Me acuerdo del optimismo de mi padre al ver cómo se desmorona la sociedad del bienestar en los países del sur de Europa, y al ver el incremento del fundamentalismo en los países musulmanes del Mediterráneo, donde las dictaduras laicas y corruptas han sido sustituidas por un retorno al islamismo. Pero estoy seguro de que él sonreiría hoy ante mis objeciones, como hacía siempre, y me diría que yo no lo entiendo, que todo es cuestión de tiempo, que una década no es nada y que más allá de los avances y retrocesos se acumula el progreso, ese progreso en el que yo no sé si él creía realmente o si lo decía para hacerme rabiar, como tampoco sé si yo creía realmente que no existe el progreso o lo decía para jugar a contrariarle. A los dos nos gustaba ese debate, quizá porque ninguno de los dos creía realmente en lo que defendía. Él era en realidad un escéptico y un bromista, y no creo que realmente pensase que el futuro de la Humanidad será un gobierno que instaurará la armonía universal. Era demasiado inteligente para ser al mismo tiempo tan cándido, aunque con las personas nunca se sabe. En cuanto a mí, ni creía ni dejaba de creer en el progreso, pensaba que el hombre necesita muchas invenciones para sobrevivir desde que desarrolló la conciencia y se puso a reflexionar sobre su existencia, y desde entonces ha construido no pocas fantasías y alguna que otra alucinación.

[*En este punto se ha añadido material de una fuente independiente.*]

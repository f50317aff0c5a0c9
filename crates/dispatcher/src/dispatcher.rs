//! Dispatcher - per-frame fan-out to entity channels

use std::sync::Arc;
use std::time::{Duration, Instant};

use contracts::{
    ChannelHandle, ChannelKey, ContractError, MocapFrame, OutboundMessage, TransportSink,
};
use tracing::{debug, info, instrument, warn};

use crate::builder::{MessageBuilder, DEFAULT_REFERENCE_FRAME, DEFAULT_VISUALIZATION_NS};
use crate::error::DispatcherError;
use crate::metrics::{DispatchMetrics, DispatchMetricsSnapshot};
use crate::registry::{ChannelRegistry, TopicScheme, DEFAULT_NAMESPACE};

/// Progress is logged on frame numbers divisible by this
const PROGRESS_EVERY: u64 = 1000;

/// Dispatcher configuration
#[derive(Debug, Clone, PartialEq, Eq)]
pub struct DispatcherConfig {
    /// Topic namespace
    pub namespace: String,
    /// Reference frame stamped on every message
    pub reference_frame: String,
    /// Namespace of the aggregate visualization marker
    pub visualization_ns: String,
}

impl Default for DispatcherConfig {
    fn default() -> Self {
        Self {
            namespace: DEFAULT_NAMESPACE.to_string(),
            reference_frame: DEFAULT_REFERENCE_FRAME.to_string(),
            visualization_ns: DEFAULT_VISUALIZATION_NS.to_string(),
        }
    }
}

/// Builder for creating a Dispatcher
#[derive(Debug, Default)]
pub struct DispatcherBuilder {
    config: DispatcherConfig,
}

impl DispatcherBuilder {
    pub fn new() -> Self {
        Self::default()
    }

    pub fn from_config(config: DispatcherConfig) -> Self {
        Self { config }
    }

    pub fn namespace(mut self, namespace: impl Into<String>) -> Self {
        self.config.namespace = namespace.into();
        self
    }

    pub fn reference_frame(mut self, reference_frame: impl Into<String>) -> Self {
        self.config.reference_frame = reference_frame.into();
        self
    }

    pub fn visualization_ns(mut self, ns: impl Into<String>) -> Self {
        self.config.visualization_ns = ns.into();
        self
    }

    /// Build the dispatcher around a sink
    ///
    /// Advertises the aggregate visualization channel up front.
    ///
    /// # Errors
    /// Fails if the sink refuses the visualization channel
    #[instrument(name = "dispatcher_builder_build", skip(self, sink), fields(sink = %sink.name()))]
    pub fn build<S: TransportSink>(self, mut sink: S) -> Result<Dispatcher<S>, DispatcherError> {
        let mut registry = ChannelRegistry::new(TopicScheme::new(&self.config.namespace));
        let visualization = registry.ensure_visualization(&mut sink)?;
        let builder =
            MessageBuilder::new(self.config.reference_frame, self.config.visualization_ns);

        info!(
            sink = %sink.name(),
            reference_frame = %builder.reference_frame(),
            visualization = %visualization,
            "Dispatcher ready"
        );

        Ok(Dispatcher {
            sink,
            registry,
            builder,
            visualization,
            metrics: Arc::new(DispatchMetrics::new()),
        })
    }
}

/// What a failure was attached to
#[derive(Debug, Clone, Copy, PartialEq, Eq)]
pub enum DispatchTarget {
    /// A keyed entity channel
    Channel(ChannelKey),
    /// The aggregate visualization
    Aggregate,
}

impl DispatchTarget {
    fn label(&self) -> &'static str {
        match self {
            Self::Channel(key) => key.kind().as_str(),
            Self::Aggregate => "aggregate",
        }
    }
}

impl std::fmt::Display for DispatchTarget {
    fn fmt(&self, f: &mut std::fmt::Formatter<'_>) -> std::fmt::Result {
        match self {
            Self::Channel(key) => write!(f, "{}", key),
            Self::Aggregate => f.write_str("aggregate"),
        }
    }
}

/// One isolated per-entity failure
#[derive(Debug)]
pub struct DispatchFailure {
    pub target: DispatchTarget,
    pub error: ContractError,
}

/// Outcome of dispatching one frame
#[derive(Debug, Default)]
pub struct DispatchReport {
    /// Successful publishes
    pub published: usize,
    /// Channels advertised during this frame
    pub channels_created: usize,
    /// Failures, in attempt order
    pub failures: Vec<DispatchFailure>,
    /// Wall time spent in `on_frame`
    pub elapsed: Duration,
}

impl DispatchReport {
    pub fn is_clean(&self) -> bool {
        self.failures.is_empty()
    }

    pub fn elapsed_us(&self) -> f64 {
        self.elapsed.as_secs_f64() * 1e6
    }
}

/// Frame dispatcher
///
/// Owns the channel registry and the sink. `on_frame` is a direct
/// synchronous call made from the frame source's receive loop; it never
/// suspends and returns only after every publish of the frame was
/// attempted.
pub struct Dispatcher<S: TransportSink> {
    sink: S,
    registry: ChannelRegistry,
    builder: MessageBuilder,
    visualization: ChannelHandle,
    metrics: Arc<DispatchMetrics>,
}

impl<S: TransportSink> Dispatcher<S> {
    /// Dispatcher with default configuration
    pub fn new(sink: S) -> Result<Self, DispatcherError> {
        DispatcherBuilder::new().build(sink)
    }

    pub fn registry(&self) -> &ChannelRegistry {
        &self.registry
    }

    pub fn sink(&self) -> &S {
        &self.sink
    }

    pub fn sink_mut(&mut self) -> &mut S {
        &mut self.sink
    }

    /// Shared counters, still readable after the dispatcher moves
    pub fn metrics(&self) -> &Arc<DispatchMetrics> {
        &self.metrics
    }

    pub fn metrics_snapshot(&self) -> DispatchMetricsSnapshot {
        self.metrics.snapshot()
    }

    /// Give the sink back, e.g. to shut it down
    pub fn into_sink(self) -> S {
        self.sink
    }

    /// Dispatch one frame
    ///
    /// Order within the frame: rigid-body poses, then the aggregate
    /// visualization, then standalone marker points. A failure on one
    /// entity is recorded and the rest are still attempted.
    pub fn on_frame(&mut self, frame: &MocapFrame) -> DispatchReport {
        let start = Instant::now();
        let channels_before = self.registry.len();
        let mut report = DispatchReport::default();

        for (index, body) in frame.rigid_bodies.iter().enumerate() {
            let message = self.builder.build_pose(frame.timestamp, body);
            self.publish_keyed(ChannelKey::RigidBody(index), message.into(), &mut report);
        }

        // Empty marker sets skip aggregate and per-marker publishes alike
        if !frame.labelled_markers.is_empty() {
            self.publish_aggregate(frame, &mut report);

            for marker in frame.standalone_markers() {
                let message = self.builder.build_point(frame.timestamp, marker);
                let key = ChannelKey::Marker(marker.marker_id);
                self.publish_keyed(key, message.into(), &mut report);
            }
        }

        report.channels_created = self.registry.len() - channels_before;
        report.elapsed = start.elapsed();

        self.metrics.inc_frames();
        self.metrics.add_channels_created(report.channels_created as u64);
        observability::record_frame(frame, report.elapsed_us());

        debug!(
            t = frame.timestamp,
            frame_number = ?frame.frame_number,
            rigid_bodies = frame.rigid_bodies.len(),
            markers = frame.labelled_markers.len(),
            published = report.published,
            failures = report.failures.len(),
            "Frame dispatched"
        );

        if frame.frame_number.is_some_and(|n| n % PROGRESS_EVERY == 0) {
            info!(
                frames = self.metrics.frames(),
                channels = self.registry.len(),
                "Dispatcher progress"
            );
        }

        report
    }

    fn publish_keyed(
        &mut self,
        key: ChannelKey,
        message: OutboundMessage,
        report: &mut DispatchReport,
    ) {
        let target = DispatchTarget::Channel(key);
        match self.registry.ensure(key, &mut self.sink) {
            Ok(handle) => {
                let result = self.sink.publish(&handle, &message);
                self.record(target, result, report);
            }
            Err(e) => self.record(target, Err(e), report),
        }
    }

    fn publish_aggregate(&mut self, frame: &MocapFrame, report: &mut DispatchReport) {
        let result = self
            .builder
            .build_aggregate_visualization(frame.timestamp, &frame.labelled_markers)
            .and_then(|message| self.sink.publish(&self.visualization, &message.into()));
        self.record(DispatchTarget::Aggregate, result, report);
    }

    fn record(
        &self,
        target: DispatchTarget,
        result: Result<(), ContractError>,
        report: &mut DispatchReport,
    ) {
        match result {
            Ok(()) => {
                report.published += 1;
                self.metrics.inc_publish_count();
                observability::record_publish(target.label(), true);
            }
            Err(error) => {
                warn!(
                    sink = %self.sink.name(),
                    target = %target,
                    error = %error,
                    "Publish failed, continuing with remaining entities"
                );
                self.metrics.inc_failure_count();
                observability::record_publish(target.label(), false);
                report.failures.push(DispatchFailure { target, error });
            }
        }
    }
}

Yo le decía que se han cometido muchos crímenes en nombre del progreso, y le ponía como ejemplo la revolución francesa y el comunismo, y él volvía a sonreír y me decía que sí, pero que eso lo remediaría el tiempo, a lo que yo le replicaba que cómo puede acumularse el progreso a partir de la sucesión de épocas en que no existe, y él volvía a sonreír y me decía, «pero Juan, es que falta mucho, mucho, muchísimo tiempo».

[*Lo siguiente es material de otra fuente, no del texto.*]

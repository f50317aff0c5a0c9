//! NetworkWriter - UDP fire-and-forget bus

use contracts::{BusEnvelope, BusWriter, ContractError, WireFormat};
use std::collections::HashMap;
use std::net::SocketAddr;
use tokio::net::UdpSocket;
use tracing::{debug, error, instrument, warn};

/// Configuration for NetworkWriter
#[derive(Debug, Clone)]
pub struct NetworkWriterConfig {
    /// Target address
    pub addr: SocketAddr,
    /// Serialization format
    pub format: WireFormat,
    /// Max datagram size (UDP typically 65507 for IPv4)
    pub max_packet_size: usize,
}

impl NetworkWriterConfig {
    /// Create config from params map
    pub fn from_params(params: &HashMap<String, String>) -> Result<Self, ContractError> {
        let addr_str = params
            .get("addr")
            .ok_or_else(|| ContractError::config_validation("addr", "missing parameter"))?;

        let addr: SocketAddr = addr_str.parse().map_err(|e| {
            let message = format!("invalid address '{}': {}", addr_str, e);
            ContractError::config_validation("addr", message)
        })?;

        let format = match params.get("format") {
            Some(s) => s
                .parse()
                .map_err(|e: String| ContractError::config_validation("format", e))?,
            None => WireFormat::Json,
        };

        let max_packet_size = params
            .get("max_packet_size")
            .and_then(|s| s.parse().ok())
            .unwrap_or(65000);

        Ok(Self {
            addr,
            format,
            max_packet_size,
        })
    }
}

/// Writer that sends envelopes over UDP, one per datagram
pub struct NetworkWriter {
    name: String,
    config: NetworkWriterConfig,
    socket: Option<UdpSocket>,
}

impl NetworkWriter {
    #[instrument(name = "network_writer_new", skip(name, config))]
    pub async fn new(
        name: impl Into<String>,
        config: NetworkWriterConfig,
    ) -> std::io::Result<Self> {
        let name = name.into();
        // Bind to any available port
        let socket = UdpSocket::bind("0.0.0.0:0").await?;
        socket.connect(&config.addr).await?;

        debug!(
            writer = %name,
            target = %config.addr,
            format = %config.format,
            "NetworkWriter connected"
        );

        Ok(Self {
            name,
            config,
            socket: Some(socket),
        })
    }

    /// Create from params (for factory)
    #[instrument(name = "network_writer_from_params", skip(name, params))]
    pub async fn from_params(
        name: impl Into<String>,
        params: &HashMap<String, String>,
    ) -> Result<Self, ContractError> {
        let name = name.into();
        let config = NetworkWriterConfig::from_params(params)?;
        let addr = config.addr;

        Self::new(name, config)
            .await
            .map_err(|e| ContractError::connection(addr.to_string(), e.to_string()))
    }

    fn socket(&self) -> Result<&UdpSocket, ContractError> {
        self.socket
            .as_ref()
            .ok_or_else(|| ContractError::publish(&self.name, "", "socket not connected"))
    }

    fn prepare_payload(&self, envelope: &BusEnvelope) -> Result<bytes::Bytes, ContractError> {
        let data = self.config.format.encode(envelope)?;

        if data.len() > self.config.max_packet_size {
            warn!(
                writer = %self.name,
                topic = envelope.topic(),
                size = data.len(),
                max = self.config.max_packet_size,
                "Datagram too large, dropped"
            );
            return Err(ContractError::publish(
                &self.name,
                envelope.topic(),
                format!(
                    "datagram of {} bytes exceeds {}",
                    data.len(),
                    self.config.max_packet_size
                ),
            ));
        }

        Ok(data)
    }

    async fn transmit(
        &self,
        socket: &UdpSocket,
        data: &[u8],
        topic: &str,
    ) -> Result<(), ContractError> {
        match socket.send(data).await {
            Ok(sent) => {
                debug!(writer = %self.name, topic, bytes = sent, "Sent");
                Ok(())
            }
            Err(e) => {
                error!(writer = %self.name, topic, error = %e, "UDP send failed");
                Err(ContractError::publish(&self.name, topic, e.to_string()))
            }
        }
    }
}

impl BusWriter for NetworkWriter {
    fn name(&self) -> &str {
        &self.name
    }

    #[instrument(
        name = "network_writer_write",
        skip(self, envelope),
        fields(writer = %self.name, topic = envelope.topic())
    )]
    async fn write(&mut self, envelope: &BusEnvelope) -> Result<(), ContractError> {
        let socket = self.socket()?;
        let data = self.prepare_payload(envelope)?;
        self.transmit(socket, &data, envelope.topic()).await
    }

    #[instrument(name = "network_writer_flush", skip(self))]
    async fn flush(&mut self) -> Result<(), ContractError> {
        // UDP doesn't buffer
        Ok(())
    }

    #[instrument(name = "network_writer_close", skip(self))]
    async fn close(&mut self) -> Result<(), ContractError> {
        self.socket = None;
        debug!(writer = %self.name, "NetworkWriter closed");
        Ok(())
    }
}

#[cfg(test)]
mod tests {
    use super::*;
    use contracts::{Header, OutboundMessage, PointStamped, Stamp, Vector3};

    fn publish_message() -> OutboundMessage {
        OutboundMessage::Point(PointStamped {
            header: Header {
                frame_id: "mocap_motive".to_string(),
                stamp: Stamp { secs: 1, nsecs: 0 },
            },
            point: Vector3::splat(1.0),
        })
    }

    fn publish_envelope() -> BusEnvelope {
        BusEnvelope::Publish {
            topic: "/mocap/markers/1".to_string(),
            message: publish_message(),
        }
    }

    #[test]
    fn test_network_writer_config_parsing() {
        let mut params = HashMap::new();
        params.insert("addr".to_string(), "127.0.0.1:9999".to_string());
        params.insert("format".to_string(), "bincode".to_string());

        let config = NetworkWriterConfig::from_params(&params).unwrap();
        assert_eq!(config.addr.port(), 9999);
        assert_eq!(config.format, WireFormat::Bincode);
        assert_eq!(config.max_packet_size, 65000);
    }

    #[test]
    fn test_network_writer_config_rejects_bad_input() {
        let params = HashMap::new();
        assert!(NetworkWriterConfig::from_params(&params).is_err());

        let mut params = HashMap::new();
        params.insert("addr".to_string(), "127.0.0.1:9999".to_string());
        params.insert("format".to_string(), "xml".to_string());
        assert!(matches!(
            NetworkWriterConfig::from_params(&params),
            Err(ContractError::ConfigValidation { ref field, .. }) if field == "format"
        ));
    }

    #[tokio::test]
    async fn test_network_writer_bad_format_is_not_a_connection_error() {
        let params = HashMap::from([
            ("addr".to_string(), "127.0.0.1:9999".to_string()),
            ("format".to_string(), "xml".to_string()),
        ]);

        let result = NetworkWriter::from_params("test_net", &params).await;
        assert!(matches!(result, Err(ContractError::ConfigValidation { .. })));
    }

    #[tokio::test]
    async fn test_network_writer_delivers_envelope() {
        let receiver = UdpSocket::bind("127.0.0.1:0").await.unwrap();
        let config = NetworkWriterConfig {
            addr: receiver.local_addr().unwrap(),
            format: WireFormat::Json,
            max_packet_size: 65000,
        };

        let mut writer = NetworkWriter::new("test_net", config).await.unwrap();
        writer.write(&publish_envelope()).await.unwrap();

        let mut buf = vec![0u8; 65536];
        let n = receiver.recv(&mut buf).await.unwrap();
        let decoded: BusEnvelope = WireFormat::Json.decode(&buf[..n]).unwrap();
        assert_eq!(decoded, publish_envelope());
    }

    #[tokio::test]
    async fn test_network_writer_rejects_oversized() {
        let config = NetworkWriterConfig {
            addr: "127.0.0.1:19998".parse().unwrap(),
            format: WireFormat::Json,
            max_packet_size: 16,
        };

        let mut writer = NetworkWriter::new("test_net", config).await.unwrap();
        let result = writer.write(&publish_envelope()).await;
        assert!(matches!(result, Err(ContractError::Publish { .. })));
    }

    #[tokio::test]
    async fn test_network_writer_closed() {
        let config = NetworkWriterConfig {
            addr: "127.0.0.1:19997".parse().unwrap(),
            format: WireFormat::Bincode,
            max_packet_size: 65000,
        };

        let mut writer = NetworkWriter::new("test_net", config).await.unwrap();
        writer.close().await.unwrap();
        assert!(writer.write(&publish_envelope()).await.is_err());
    }

    #[tokio::test]
    async fn test_network_writer_reports_refused_sends() {
        // Bind then drop to get a port nobody listens on
        let closed = UdpSocket::bind("127.0.0.1:0").await.unwrap();
        let addr = closed.local_addr().unwrap();
        drop(closed);

        let config = NetworkWriterConfig {
            addr,
            format: WireFormat::Json,
            max_packet_size: 65000,
        };
        let mut writer = NetworkWriter::new("test_net", config).await.unwrap();

        let mut results = Vec::new();
        for _ in 0..4 {
            results.push(writer.write(&publish_envelope()).await);
            tokio::time::sleep(std::time::Duration::from_millis(20)).await;
        }

        assert!(results
            .iter()
            .any(|r| matches!(r, Err(ContractError::Publish { .. }))));
    }

    #[tokio::test]
    async fn test_refused_sends_count_as_sink_failures() {
        use crate::queue::QueuedSink;
        use contracts::{ChannelHandle, TransportSink};

        let closed = UdpSocket::bind("127.0.0.1:0").await.unwrap();
        let addr = closed.local_addr().unwrap();
        drop(closed);

        let config = NetworkWriterConfig {
            addr,
            format: WireFormat::Json,
            max_packet_size: 65000,
        };
        let writer = NetworkWriter::new("refused", config).await.unwrap();
        let (mut sink, worker) = QueuedSink::spawn(writer, 16);
        let metrics = std::sync::Arc::clone(worker.metrics());
        let channel = ChannelHandle::new(0, "/mocap/markers/1");

        sink.advertise(&channel, PointStamped::TYPE_NAME).unwrap();
        for _ in 0..4 {
            tokio::time::sleep(std::time::Duration::from_millis(20)).await;
            sink.publish(&channel, &publish_message()).unwrap();
        }

        drop(sink);
        worker.join().await;

        assert!(metrics.failure_count() > 0);
        assert_eq!(metrics.write_count() + metrics.failure_count(), 5);
    }
}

Ahora, con los acontecimientos de este siglo xxi que no ha producido todavía nada de provecho y que ve aumentar la pobreza, el terrorismo, las guerras y las incertidumbres, ante la gran recesión que nos devuelve a la realidad y nos despoja de la ilusión de una vida segura y próspera, yo lo tendría más fácil para hacerle rabiar y a él le sería difícil argumentar que, en estos doce años, ha existido algo que pudiéramos denominar progreso. Claro está que él me diría que todo es cuestión de tiempo, y en eso me vería obligado a darle la razón. Pero quizás ahora cambiaríamos los papeles, él se mostraría más escéptico y, como buen bromista que era, cambiaría de bando para argumentar que quizás el progreso no existe, y entonces yo me vería obligado a llevarle la contraria para decirle que sí, que sí existe, aunque nada así lo evidencie. Lo que pasa, le diría, es que se trata de una cuestión de tiempo y a base de mucho, mucho tiempo, existirá un gobierno universal que asegurará la libertad y la justicia y viviremos todos en armonía y paz, tesis con la que supongo que él, ahora, no estaría de acuerdo, y entonces él me reprocharía mi candidez y yo podría echarle en cara, por fin, su pesimismo y su falta de fe.